You would think that more than a decade later, Gordon would have had a very successful career. The talent is there and he’s the exact type of receiver that should have thrived in the 2010s. However, off-the-field issues kept him from playing a full season ever again.

You see, Josh Gordon has been suspended six times and has missed a ton of games outside of suspensions as well. He missed all of the 2015, 2016 and 2020 seasons. He has played more than 10 games in a season only twice and in eight non-suspended seasons since his 1646-yard All-Pro season, he has had less than that many yards total.

All of these suspensions come from the NFL’s substance abuse policy. Gordon has had issues with drugs for years, with his substance issues stretching back to middle school. He has been suspended because of his use of both cannabis and harder drugs.

I am not here to argue that he should not have been reprimanded for the harder drugs he has done. Whatever addictions he struggles with, be it cocaine, benzos or both, he needs help.

I am, however, here to argue against cannabis suspensions. Cannabis is not nearly the same as other substance abuse suspensions, but the NFL treats them the same. It is not an addictive drug and does not have anything close to the ill effects that harder drugs have. 

When the league suspends a player for cannabis, they threaten their livelihood and their career. It’s not hard to see how Gordon, already an addict, fell back into harder drugs when the league suspended him for an entire season. 

Gordon and other players suspended for cannabis are victims of injustice. As the world moves toward acceptance of cannabis, the NFL digs in its heels and continues to punish its usage. Cannabis has been proven scientifically to have no athletic benefits, according to the Clinical Journal of Sports Medicine. Suspending players for it is almost entirely baseless.

The only real argument in favor of the NFL is that cannabis is illegal on a federal level, with the DEA considering it a Schedule I substance. It makes sense that the league would not want players doing illegal drugs. This argument would be fine if it were not for one Aaron Rodgers.
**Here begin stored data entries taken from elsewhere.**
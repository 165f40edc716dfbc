//! Data-driven threshold recommender (§4.7 step 5): when a backtest
//! produces too few trades to be a useful signal (`total_trades < 10`),
//! compute distribution statistics (min/max/mean/std/percentiles) over the
//! indicator readings the strategy actually saw, and propose a looser
//! threshold for the next iteration's refinement.

use backtester::BacktestResult;
use core_types::{Comparison, ConditionSpec, StrategySpec};
use rust_decimal::prelude::ToPrimitive;
use rust_decimal::Decimal;
use serde::{Deserialize, Serialize};

#[derive(Debug, Clone, Serialize, Deserialize)]
pub struct Recommendation {
    pub condition: String,
    pub recommended_value: Decimal,
    pub confidence: Decimal,
    pub reasoning: String,
}

#[derive(Debug, Clone, Serialize, Deserialize)]
pub struct DataInsights {
    pub primary_issue: String,
    pub recommendations: Vec<Recommendation>,
}

/// Sorted-vector percentile, matching numpy's linear interpolation for the
/// common case closely enough for a threshold recommendation (not used for
/// anything that needs numerical precision).
fn percentile(sorted: &[f64], pct: f64) -> f64 {
    if sorted.is_empty() {
        return 0.0;
    }
    if sorted.len() == 1 {
        return sorted[0];
    }
    let rank = (pct / 100.0) * (sorted.len() - 1) as f64;
    let lower = rank.floor() as usize;
    let upper = rank.ceil() as usize;
    if lower == upper {
        sorted[lower]
    } else {
        let weight = rank - lower as f64;
        sorted[lower] * (1.0 - weight) + sorted[upper] * weight
    }
}

fn decimal_from_f64(value: f64) -> Decimal {
    Decimal::try_from(value).unwrap_or(Decimal::ZERO)
}

pub fn recommend(result: &BacktestResult, strategy: &StrategySpec) -> DataInsights {
    let mut recommendations = Vec::new();

    for condition in &strategy.entry_conditions {
        let ConditionSpec::Rsi { comparison, threshold, period } = condition else {
            continue;
        };

        // `additional_info` keys its RSI reading by period (§4.5), since a
        // strategy could in principle track more than one RSI window.
        let key = format!("rsi_{period}");
        let mut values: Vec<f64> = result
            .additional_info
            .iter()
            .filter_map(|row| row.indicators.get(&key))
            .filter_map(|d| d.to_f64())
            .collect();
        if values.len() < 5 {
            continue;
        }
        values.sort_by(|a, b| a.partial_cmp(b).unwrap());

        // Looking for oversold (below threshold): loosen toward the 30th
        // percentile of observed readings; looking for overbought (above):
        // loosen toward the 70th percentile.
        let target_pct = match comparison {
            Comparison::Below => 30.0,
            Comparison::Above => 70.0,
        };
        let recommended = decimal_from_f64(percentile(&values, target_pct));
        if recommended == *threshold {
            continue;
        }

        let confidence = decimal_from_f64((values.len() as f64 / 100.0).min(1.0));
        recommendations.push(Recommendation {
            condition: "rsi".to_string(),
            recommended_value: recommended,
            confidence,
            reasoning: format!(
                "observed RSI readings ({} samples) put the {}th percentile at {recommended}, vs the current threshold of {threshold}",
                values.len(),
                target_pct as i32,
            ),
        });
    }

    for condition in &strategy.entry_conditions {
        let ConditionSpec::Sentiment { threshold, .. } = condition else {
            continue;
        };
        let mut values: Vec<f64> = result
            .additional_info
            .iter()
            .flat_map(|row| row.sentiment.values())
            .filter_map(|d| d.to_f64())
            .collect();
        if values.len() < 5 {
            continue;
        }
        values.sort_by(|a, b| a.partial_cmp(b).unwrap());
        let recommended = decimal_from_f64(percentile(&values, 50.0));
        if recommended == *threshold {
            continue;
        }
        let confidence = decimal_from_f64((values.len() as f64 / 100.0).min(1.0));
        recommendations.push(Recommendation {
            condition: "sentiment".to_string(),
            recommended_value: recommended,
            confidence,
            reasoning: format!(
                "observed sentiment scores ({} samples) median at {recommended}, vs the current threshold of {threshold}",
                values.len(),
            ),
        });
    }

    recommendations.sort_by(|a, b| b.confidence.cmp(&a.confidence));

    let primary_issue = if result.summary.total_trades == 0 {
        "no trades were triggered; entry conditions may be too strict".to_string()
    } else {
        format!(
            "only {} trades were triggered over the backtest window",
            result.summary.total_trades
        )
    };

    DataInsights {
        primary_issue,
        recommendations,
    }
}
Aaron Rodgers has won back-to-back MVP awards, even as he has been laden with much controversy over lying about his vaccination status. In what should be the twilight of his career he has been putting up some of his best seasons ever and he credits an unusual aid.
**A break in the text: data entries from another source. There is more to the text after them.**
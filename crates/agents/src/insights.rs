//! Insights agent: analyzes the user's query (and the generated strategy)
//! once, at the start of iteration 1, to propose which visualizations and
//! narrative insights the frontend should render alongside the backtest.
//! Run with a 30s timeout; a timeout yields an empty config rather than
//! failing the workflow.

use std::time::Duration;

use core_types::StrategySpec;
use serde::{Deserialize, Serialize};
use serde_json::json;

use crate::error::AgentError;
use crate::oracle::OracleClient;

pub const INSIGHTS_TIMEOUT: Duration = Duration::from_secs(30);

const SYSTEM_PROMPT: &str = "You decide which charts and narrative insights would help a trader understand a backtest of the given strategy. Respond with JSON only: {visualizations: [{kind, title}], insights: [string]}.";

#[derive(Debug, Clone, Default, Serialize, Deserialize)]
pub struct InsightsConfig {
    #[serde(default)]
    pub visualizations: Vec<VisualizationSpec>,
    #[serde(default)]
    pub insights: Vec<String>,
}

#[derive(Debug, Clone, Serialize, Deserialize)]
pub struct VisualizationSpec {
    pub kind: String,
    pub title: String,
}

pub async fn analyze_query_for_insights(
    oracle: &OracleClient,
    user_query: &str,
    strategy: &StrategySpec,
) -> Result<InsightsConfig, AgentError> {
    let prompt = json!({
        "user_query": user_query,
        "strategy": strategy,
    })
    .to_string();

    oracle
        .complete_json(SYSTEM_PROMPT, &prompt, INSIGHTS_TIMEOUT)
        .await
}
Rodgers claims his use of something called ayahuasca helped him to have a late-career renaissance. 

Rodgers also claims it is not a drug.

“Ayahuasca is not a drug. It has properties in it that have hallucinogenic abilities,” Rodgers said on The Pat McAfee Show. “But it’s not a drug. We’re talking about plants here.”

He is lying.

A psychedelic drug, DMT is a Schedule I substance just like cannabis. It being a plant changes nothing and is almost ironic considering that cannabis is also a plant. Ayahuasca is a brewed beverage, but coming in an unusual form does not make it not a drug. 

It serves a primarily religious function in several indigenous cultures in the Amazon basin and has only relatively recently become a recreational drug in the U.S.

When asked if Rodgers would be punished for his illegal drug usage, the league stated that because it would not come up on the drug tests he would not be punished. Somehow, despite being illegal, ayahuasca has not made it onto the list of banned drugs in the NFL. 

I do not think Rodgers deserves to be suspended for his psychedelic usage. It does not seem to be truly performance-enhancing, especially considering his play this year. However, the inconsistency shown by the NFL in their drug policies is absurd and is clearly not based on any facts.

The Gordon and Rodgers stories were not so different at the start. When Gordon did cannabis, he was doing nothing any more illegal than when Rodgers drank his ayahuasca. The difference came in the league reaction, where one was punished and the other overlooked. 

The league clearly has no issues ignoring some illegal drugs. Moving forward, they need to remove the marijuana suspension rules to prevent this kind of thing from happening again.

Josh Gordon should have had his decade of dominance, or at least he should have been given a chance at it. It is embarrassing for the league to have this kind of career-ruining inconsistency in the rules. 

If the NFL wants to keep up with the other major leagues, change is needed and fast. If it does come, it is just a shame it will have come too late to prevent what happened to Josh Gordon.